Oxidation of hydrogen removes its electron and gives H+, which contains no electrons and a nucleus which is usually composed of one proton. That is why H+ is often called a proton. This species is central to discussion of acids. Under the Brønsted–Lowry acid–base theory, acids are proton donors, while bases are proton acceptors.

A bare proton, H+, cannot exist in solution or in ionic crystals because of its unstoppable attraction to other atoms or molecules with electrons. Except at the high temperatures associated with plasmas, such protons cannot be removed from the electron clouds of atoms and molecules, and will remain attached to them. However, the term 'proton' is sometimes used loosely and metaphorically to refer to positively charged or cationic hydrogen attached to other species in this fashion, and as such is denoted "H+" without any implication that any single protons exist freely as a species.

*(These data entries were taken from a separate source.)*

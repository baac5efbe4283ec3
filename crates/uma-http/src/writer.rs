use std::io::{self, Write};

use bytes::{BufMut, BytesMut};
use tracing::{event, Level};

use crate::{Body, HeaderValue, Headers, HttpError, ResponseError, Response, RESERVED_HEADER_PREFIX};

/// Serialize a response onto `out`.
///
/// The status line and headers are validated before anything is written, so a response
/// formation error leaves `out` untouched. Failures of a streaming body happen after its head has
/// been written, the body is terminated before the error is returned.
pub fn write_response(response: Response, out: &mut BytesMut) -> Result<(), HttpError> {
    let Response {
        status,
        headers,
        body,
    } = response;

    let empty = body.is_empty();

    let mut head = BytesMut::new();
    head.put_slice(format!("HTTP/1.1 {}\r\n", status).as_bytes());
    write_header_lines(&headers, empty, &mut head)?;

    // Framing of an empty body is always ours, whatever the application declared
    if empty {
        head.put_slice(b"content-length: 0\r\n\r\n");
        out.put(head);
        return Ok(());
    }

    let declared_length = headers.contains("content-length");

    // A declared content-length means the application frames the body itself
    let chunked = !declared_length;
    if chunked && !headers.contains("transfer-encoding") {
        head.put_slice(b"transfer-encoding: chunked\r\n");
    }
    head.put_slice(b"\r\n");
    out.put(head);

    let mut writer = if chunked {
        ChunkedWriter::new(out)
    } else {
        ChunkedWriter::identity(out)
    };

    match body {
        Body::None => {}
        Body::Buffer(data) => writer.write_chunk(&data)?,
        Body::Sequence(parts) => {
            for part in parts {
                writer.write_chunk(&part)?;
            }
        }
        Body::Stream(callback) => {
            let result = callback(&mut writer);
            writer.close();
            result.map_err(HttpError::Application)?;
        }
    }

    writer.close();
    Ok(())
}

/// Serialize response headers, terminated by a blank line.
///
/// Nothing is written if any value is invalid.
pub fn format_headers(headers: &Headers, out: &mut BytesMut) -> Result<(), ResponseError> {
    let mut buffer = BytesMut::new();
    write_header_lines(headers, false, &mut buffer)?;
    buffer.put_slice(b"\r\n");

    out.put(buffer);
    Ok(())
}

fn write_header_lines(
    headers: &Headers,
    skip_framing: bool,
    out: &mut BytesMut,
) -> Result<(), ResponseError> {
    for (name, value) in headers.iter() {
        if name.starts_with(RESERVED_HEADER_PREFIX) {
            continue;
        }
        if skip_framing && is_framing_header(name) {
            continue;
        }

        match value {
            HeaderValue::Text(value) => put_header(out, name, value),
            HeaderValue::List(values) => {
                for value in values {
                    put_header(out, name, value);
                }
            }
            HeaderValue::Integer(_) => {
                return Err(ResponseError::InvalidHeaderValue(name.to_string()));
            }
        }
    }

    Ok(())
}

fn is_framing_header(name: &str) -> bool {
    name.eq_ignore_ascii_case("content-length") || name.eq_ignore_ascii_case("transfer-encoding")
}

fn put_header(out: &mut BytesMut, name: &str, value: &str) {
    out.put_slice(name.as_bytes());
    out.put_slice(b": ");
    out.put_slice(value.as_bytes());
    out.put_slice(b"\r\n");
}

/// Body encoder writing into a connection's output buffer.
///
/// In chunked mode every write becomes one chunk. The first chunk's size line goes out bare,
/// every later one is preceded by the terminator of the chunk before it. Closing writes the final
/// zero chunk, exactly once, and happens on drop if not done explicitly.
pub struct ChunkedWriter<'a> {
    out: &'a mut BytesMut,
    chunked: bool,
    started: bool,
    closed: bool,
}

impl<'a> ChunkedWriter<'a> {
    pub fn new(out: &'a mut BytesMut) -> Self {
        Self {
            out,
            chunked: true,
            started: false,
            closed: false,
        }
    }

    /// Writer passing data through unframed, for bodies with a declared content-length.
    pub(crate) fn identity(out: &'a mut BytesMut) -> Self {
        Self {
            out,
            chunked: false,
            started: false,
            closed: false,
        }
    }

    /// Write one chunk of body data.
    ///
    /// Empty writes are skipped, as a zero size chunk would end the body.
    pub fn write_chunk(&mut self, data: &[u8]) -> Result<(), ResponseError> {
        if self.closed {
            return Err(ResponseError::WriterClosed);
        }
        if data.is_empty() {
            return Ok(());
        }

        if self.chunked {
            if self.started {
                self.out.put_slice(b"\r\n");
            }
            self.out.put_slice(format!("{:x}\r\n", data.len()).as_bytes());
        }
        self.out.put_slice(data);
        self.started = true;

        Ok(())
    }

    /// Terminate the body. Closing an already closed writer does nothing.
    pub fn close(&mut self) {
        if self.closed {
            return;
        }
        self.closed = true;

        if !self.chunked {
            return;
        }

        if self.started {
            self.out.put_slice(b"\r\n0\r\n\r\n");
        } else {
            self.out.put_slice(b"0\r\n\r\n");
        }
        event!(Level::TRACE, "chunked body terminated");
    }

    pub fn is_closed(&self) -> bool {
        self.closed
    }
}

impl Write for ChunkedWriter<'_> {
    fn write(&mut self, buf: &[u8]) -> io::Result<usize> {
        self.write_chunk(buf)
            .map_err(|error| io::Error::new(io::ErrorKind::BrokenPipe, error))?;
        Ok(buf.len())
    }

    fn flush(&mut self) -> io::Result<()> {
        Ok(())
    }
}

impl Drop for ChunkedWriter<'_> {
    fn drop(&mut self) {
        self.close();
    }
}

To avoid the implication of the naked "solvated proton" in solution, acidic aqueous solutions are sometimes considered to contain a less unlikely fictitious species, termed the "hydronium ion" ([H3O]+). However, even in this case, such solvated hydrogen cations are more realistically conceived as being organized into clusters that form species closer to [H9O4]+. Other oxonium ions are found when water is in acidic solution with other solvents.

Although exotic on Earth, one of the most common ions in the universe is the H3+ ion, known as protonated molecular hydrogen or the trihydrogen cation.